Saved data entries

___

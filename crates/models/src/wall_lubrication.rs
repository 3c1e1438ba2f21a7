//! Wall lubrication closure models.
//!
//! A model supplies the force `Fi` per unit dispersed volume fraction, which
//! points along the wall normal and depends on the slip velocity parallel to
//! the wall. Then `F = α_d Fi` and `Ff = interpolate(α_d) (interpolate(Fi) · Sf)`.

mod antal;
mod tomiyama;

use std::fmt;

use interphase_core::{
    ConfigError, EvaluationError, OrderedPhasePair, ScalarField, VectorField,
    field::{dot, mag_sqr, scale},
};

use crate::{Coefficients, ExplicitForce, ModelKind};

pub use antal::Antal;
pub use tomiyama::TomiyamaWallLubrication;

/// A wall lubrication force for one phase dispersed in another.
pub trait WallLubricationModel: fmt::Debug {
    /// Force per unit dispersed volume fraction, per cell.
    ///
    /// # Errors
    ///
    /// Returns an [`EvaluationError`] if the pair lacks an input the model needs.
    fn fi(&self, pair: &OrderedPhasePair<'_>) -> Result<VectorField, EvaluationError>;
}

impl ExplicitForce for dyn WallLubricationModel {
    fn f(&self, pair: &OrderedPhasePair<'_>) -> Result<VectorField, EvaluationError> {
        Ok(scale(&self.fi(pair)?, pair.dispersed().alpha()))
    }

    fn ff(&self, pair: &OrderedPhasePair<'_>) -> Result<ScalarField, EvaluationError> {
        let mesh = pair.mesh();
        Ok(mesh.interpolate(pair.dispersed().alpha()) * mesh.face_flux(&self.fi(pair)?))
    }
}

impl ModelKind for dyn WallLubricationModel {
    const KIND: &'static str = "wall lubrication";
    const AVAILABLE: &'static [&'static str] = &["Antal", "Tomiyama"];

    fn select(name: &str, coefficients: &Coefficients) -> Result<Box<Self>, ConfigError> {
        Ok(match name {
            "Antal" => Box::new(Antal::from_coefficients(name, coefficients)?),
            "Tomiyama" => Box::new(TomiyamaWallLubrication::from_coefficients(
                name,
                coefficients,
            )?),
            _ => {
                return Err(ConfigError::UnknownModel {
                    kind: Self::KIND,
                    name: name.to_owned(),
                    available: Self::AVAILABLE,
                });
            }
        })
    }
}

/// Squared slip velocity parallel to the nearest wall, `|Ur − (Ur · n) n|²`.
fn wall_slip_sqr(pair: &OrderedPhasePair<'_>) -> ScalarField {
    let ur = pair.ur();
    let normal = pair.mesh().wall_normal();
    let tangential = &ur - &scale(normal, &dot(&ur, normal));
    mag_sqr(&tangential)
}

___

### [WORK REQUEST]
Scan the records for the word "ScalarField" and copy every line where it is found.

### [ANSWER TO THIS TASK]
    ConfigError, EvaluationError, OrderedPhasePair, ScalarField, VectorField,
    fn ff(&self, pair: &OrderedPhasePair<'_>) -> Result<ScalarField, EvaluationError> {
fn wall_slip_sqr(pair: &OrderedPhasePair<'_>) -> ScalarField {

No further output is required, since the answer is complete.